--- ASSIGNMENT ---
Starting with the line containing "collected periodic-disclosure records." and going on through the line containing "heterogeneous section rows", return the lines of the data below exactly, and only those.

___

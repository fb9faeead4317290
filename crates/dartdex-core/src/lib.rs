//! # dartdex Core
//!
//! Pure logic for dartdex: record models, periods, the three-tier
//! company-name resolver, multi-period report enumeration, record
//! post-processing, and the store abstraction.
//!
//! This crate performs no filesystem I/O and carries no async runtime.
//! Storage is reached only through the [`store::RecordStore`] trait, so the
//! same resolver runs against the on-disk layout and the in-memory store
//! used in tests.

pub mod error;
pub mod models;
pub mod period;
pub mod postprocess;
pub mod reports;
pub mod resolve;
pub mod sections;
pub mod similarity;
pub mod store;

pub use error::LookupError;
pub use period::Period;
//! # dartdex
//!
//! Local-first lookup over collected periodic-disclosure records.
//!
//! A collector writes one JSON file per company per quarter under
//! `{base_path}/{year}/Q{quarter}/companies/{stock_code}_{company_name}.json`.
//! dartdex resolves a free-text company name to one of those files
//! (exact, then substring, then fuzzy), turns its heterogeneous section rows
//! into uniform tables, and lists every quarter a company has data for.
//! The same operations are exposed through a CLI and a JSON HTTP server.
//!
//! ## Architecture
//!
//! ```text
//! ┌─────────────┐   ┌──────────────┐   ┌───────────────────┐
//! │  FsStore    │──▶│ IndexedStore │──▶│ DisclosureLookup  │
//! │ year/Qn/... │   │ period cache │   │ resolve + process │
//! └─────────────┘   └──────────────┘   └─────────┬─────────┘
//!                                                │
//!                              ┌─────────────────┤
//!                              ▼                 ▼
//!                         ┌──────────┐     ┌──────────┐
//!                         │   CLI    │     │   HTTP   │
//!                         │(dartdex) │     │  (axum)  │
//!                         └──────────┘     └──────────┘
//! ```
//!
//! Matching, report enumeration and rendering live in [`dartdex_core`],
//! which performs no I/O of its own.
//!
//! ## Modules
//!
//! | Module | Purpose |
//! |--------|---------|
//! | [`config`] | TOML configuration parsing |
//! | [`store_fs`] | On-disk record store |
//! | [`index`] | Cached per-period listings |
//! | [`lookup`] | Lookup service shared by CLI and server |
//! | [`show`] | `resolve` / `show` commands |
//! | [`reports`] | `reports` command |
//! | [`process`] | `process` command |
//! | [`periods`] | `periods` / `sections` commands |
//! | [`server`] | HTTP server |

pub mod config;
pub mod index;
pub mod lookup;
pub mod periods;
pub mod process;
pub mod reports;
pub mod server;
pub mod show;
pub mod store_fs;

pub use dartdex_core;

___

--- RESULT OF THE EXERCISE ---
//! Local-first lookup over collected periodic-disclosure records.
//!
//! A collector writes one JSON file per company per quarter under
//! `{base_path}/{year}/Q{quarter}/companies/{stock_code}_{company_name}.json`.
//! dartdex resolves a free-text company name to one of those files
//! (exact, then substring, then fuzzy), turns its heterogeneous section rows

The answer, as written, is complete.